I’m wondering like the grasshopper what else I should be doing. Recognizing that life is finite, I do not want to squander my precious time on things of no importance and things that are not dear to me. Yes, everything die at last and too soon. I cannot fit everything in and I cannot ever get on top of everything. I’m pondering and choosing what to do with this one precious life that I have.
Who made the world?
Who made the swan, and the black bear?
Who made the grasshopper?
This grasshopper, I mean–
the one who has flung herself out of the grass,
the one who is eating sugar out of my hand,
who is moving her jaws back and forth instead of up and down —
who is gazing around with her enormous and complicated eyes.

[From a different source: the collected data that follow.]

//! Roles API Handlers

use std::sync::Arc;

use axum::Json;
use axum::extract::{Extension, Path, State};
use axum::http::StatusCode;
use serde_json::json;
use validator::Validate;

use shared::models::{Role, RoleCreate, RoleUpdate};
use shared::util::{now_millis, snowflake_id};
use shared::{ApiResponse, AppError, AppResult, ErrorCode};

use crate::audit::{AuditAction, AuditRecord};
use crate::auth::CurrentUser;
use crate::auth::permissions::{ALL_PERMISSIONS, is_valid_permission};
use crate::core::ServerState;

/// 权限串必须在目录内
fn validate_permissions(permissions: &[String]) -> AppResult<()> {
    for permission in permissions {
        if !is_valid_permission(permission) {
            return Err(AppError::validation("permissions", format!("unknown: {permission}")));
        }
    }
    Ok(())
}

/// 角色 + 权限边的组合视图
fn role_view(role: &Role, permissions: &[String]) -> serde_json::Value {
    json!({
        "id": role.id,
        "name": role.name,
        "description": role.description,
        "createdAt": role.created_at,
        "permissions": permissions,
    })
}

/// GET /api/permissions - 权限目录
pub async fn all_permissions() -> Json<ApiResponse<Vec<&'static str>>> {
    Json(ApiResponse::ok(ALL_PERMISSIONS.to_vec()))
}

/// GET /api/roles
pub async fn list(
    State(state): State<Arc<ServerState>>,
) -> AppResult<Json<ApiResponse<Vec<serde_json::Value>>>> {
    let roles = state.store.list_roles().await?;
    let mut views = Vec::with_capacity(roles.len());
    for role in &roles {
        let permissions = state.store.role_permissions(role.id).await?;
        views.push(role_view(role, &permissions));
    }
    Ok(Json(ApiResponse::ok(views)))
}

/// POST /api/roles
pub async fn create(
    State(state): State<Arc<ServerState>>,
    Extension(current_user): Extension<CurrentUser>,
    Json(payload): Json<RoleCreate>,
) -> AppResult<(StatusCode, Json<ApiResponse<serde_json::Value>>)> {
    payload.validate()?;
    validate_permissions(&payload.permissions)?;

    if state.store.role_by_name(&payload.name).await?.is_some() {
        return Err(AppError::new(ErrorCode::AlreadyExists).with_param("resource", "role"));
    }

    let role = state
        .store
        .create_role(
            Role {
                id: snowflake_id(),
                name: payload.name,
                description: payload.description,
                created_at: now_millis(),
            },
            payload.permissions.clone(),
        )
        .await?;

    state
        .audit
        .log(
            Some(&current_user),
            AuditRecord::new(AuditAction::RoleCreated, "role", role.id)
                .with_metadata(json!({"name": role.name, "permissions": payload.permissions})),
        )
        .await;

    Ok((
        StatusCode::CREATED,
        Json(ApiResponse::ok(role_view(&role, &payload.permissions))),
    ))
}

/// PATCH /api/roles/{id} - 更名/改描述/整组替换权限边
pub async fn update(
    State(state): State<Arc<ServerState>>,
    Extension(current_user): Extension<CurrentUser>,
    Path(id): Path<i64>,
    Json(payload): Json<RoleUpdate>,
) -> AppResult<Json<ApiResponse<serde_json::Value>>> {
    let mut role = state
        .store
        .role_by_id(id)
        .await?
        .ok_or_else(|| AppError::not_found("role"))?;
    let old_permissions = state.store.role_permissions(id).await?;

    if let Some(name) = payload.name {
        role.name = name;
    }
    if let Some(description) = payload.description {
        role.description = Some(description);
    }
    let role = state.store.update_role(&role).await?;

    let permissions = if let Some(new_permissions) = payload.permissions {
        validate_permissions(&new_permissions)?;
        state
            .store
            .set_role_permissions(id, new_permissions.clone())
            .await?;
        new_permissions
    } else {
        old_permissions.clone()
    };

    state
        .audit
        .log(
            Some(&current_user),
            AuditRecord::new(AuditAction::RoleUpdated, "role", role.id).with_metadata(json!({
                "name": role.name,
                "permissionsBefore": old_permissions,
                "permissionsAfter": permissions,
            })),
        )
        .await;

    Ok(Json(ApiResponse::ok(role_view(&role, &permissions))))
}

/// DELETE /api/roles/{id} - 删除角色（级联清授权边）
pub async fn delete(
    State(state): State<Arc<ServerState>>,
    Extension(current_user): Extension<CurrentUser>,
    Path(id): Path<i64>,
) -> AppResult<StatusCode> {
    let role = state
        .store
        .role_by_id(id)
        .await?
        .ok_or_else(|| AppError::not_found("role"))?;
    state.store.delete_role(id).await?;

    state
        .audit
        .log(
            Some(&current_user),
            AuditRecord::new(AuditAction::RoleDeleted, "role", id)
                .with_metadata(json!({"name": role.name})),
        )
        .await;
    Ok(StatusCode::NO_CONTENT)
}
//! Addresses API Module — client 自有取件地址

mod handler;

use std::sync::Arc;

use axum::Router;
use axum::routing::{get, patch};

use crate::core::ServerState;

pub fn router() -> Router<Arc<ServerState>> {
    Router::new()
        .route("/api/addresses", get(handler::list).post(handler::create))
        .route(
            "/api/addresses/{id}",
            patch(handler::update).delete(handler::delete),
        )
}
//! Webhooks API Handlers
//!
//! `secret` 只写不读：创建后任何响应都不再携带。

use std::sync::Arc;

use axum::Json;
use axum::extract::{Extension, Path, State};
use axum::http::StatusCode;
use serde_json::json;
use validator::Validate;

use shared::models::{Webhook, WebhookCreate, WebhookDelivery, WebhookUpdate};
use shared::util::{now_millis, snowflake_id};
use shared::{ApiResponse, AppError, AppResult};

use crate::audit::{AuditAction, AuditRecord, snapshot_changes};
use crate::auth::CurrentUser;
use crate::core::ServerState;

async fn load_webhook(state: &ServerState, id: i64) -> AppResult<Webhook> {
    state
        .store
        .webhook_by_id(id)
        .await?
        .ok_or_else(|| AppError::not_found("webhook"))
}

/// GET /api/webhooks
pub async fn list(
    State(state): State<Arc<ServerState>>,
) -> AppResult<Json<ApiResponse<Vec<Webhook>>>> {
    Ok(Json(ApiResponse::ok(state.store.list_webhooks().await?)))
}

/// POST /api/webhooks
pub async fn create(
    State(state): State<Arc<ServerState>>,
    Extension(current_user): Extension<CurrentUser>,
    Json(payload): Json<WebhookCreate>,
) -> AppResult<(StatusCode, Json<ApiResponse<Webhook>>)> {
    payload.validate()?;

    let webhook = Webhook {
        id: snowflake_id(),
        url: payload.url,
        secret: payload.secret,
        events: payload.events,
        is_active: true,
        created_at: now_millis(),
    };
    let webhook = state.store.create_webhook(webhook).await?;

    state
        .audit
        .log(
            Some(&current_user),
            // 快照式 diff：secret 不序列化，永不入审计
            AuditRecord::new(AuditAction::WebhookCreated, "webhook", webhook.id)
                .with_changes(snapshot_changes(&webhook)),
        )
        .await;

    Ok((StatusCode::CREATED, Json(ApiResponse::ok(webhook))))
}

/// PATCH /api/webhooks/{id}
pub async fn update(
    State(state): State<Arc<ServerState>>,
    Extension(current_user): Extension<CurrentUser>,
    Path(id): Path<i64>,
    Json(payload): Json<WebhookUpdate>,
) -> AppResult<Json<ApiResponse<Webhook>>> {
    let mut webhook = load_webhook(&state, id).await?;
    if let Some(url) = payload.url {
        webhook.url = url;
    }
    if let Some(events) = payload.events {
        webhook.events = events;
    }
    if let Some(is_active) = payload.is_active {
        webhook.is_active = is_active;
    }
    let webhook = state.store.update_webhook(&webhook).await?;

    state
        .audit
        .log(
            Some(&current_user),
            AuditRecord::new(AuditAction::WebhookUpdated, "webhook", webhook.id)
                .with_metadata(json!({"url": webhook.url, "isActive": webhook.is_active})),
        )
        .await;
    Ok(Json(ApiResponse::ok(webhook)))
}

/// DELETE /api/webhooks/{id}
pub async fn delete(
    State(state): State<Arc<ServerState>>,
    Extension(current_user): Extension<CurrentUser>,
    Path(id): Path<i64>,
) -> AppResult<StatusCode> {
    let webhook = load_webhook(&state, id).await?;
    state.store.delete_webhook(id).await?;

    state
        .audit
        .log(
            Some(&current_user),
            AuditRecord::new(AuditAction::WebhookDeleted, "webhook", id)
                .with_metadata(json!({"url": webhook.url})),
        )
        .await;
    Ok(StatusCode::NO_CONTENT)
}

/// GET /api/webhooks/{id}/deliveries - 投递记录
pub async fn deliveries(
    State(state): State<Arc<ServerState>>,
    Path(id): Path<i64>,
) -> AppResult<Json<ApiResponse<Vec<WebhookDelivery>>>> {
    load_webhook(&state, id).await?;
    let deliveries = state.store.webhook_deliveries(id).await?;
    Ok(Json(ApiResponse::ok(deliveries)))
}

Now she lifts her pale forearms and thoroughly washes her face.
Now she snaps her wings open, and floats away.
I don’t know exactly what a prayer is.
I do know how to pay attention, how to fall down
into the grass, how to kneel in the grass,
how to be idle and blessed, how to stroll through the fields
which is what I have been doing all day.
Tell me, what else should I have done?
Doesn’t everything die at last, and too soon?
Tell me, what is it you plan to do
With your one wild and precious life?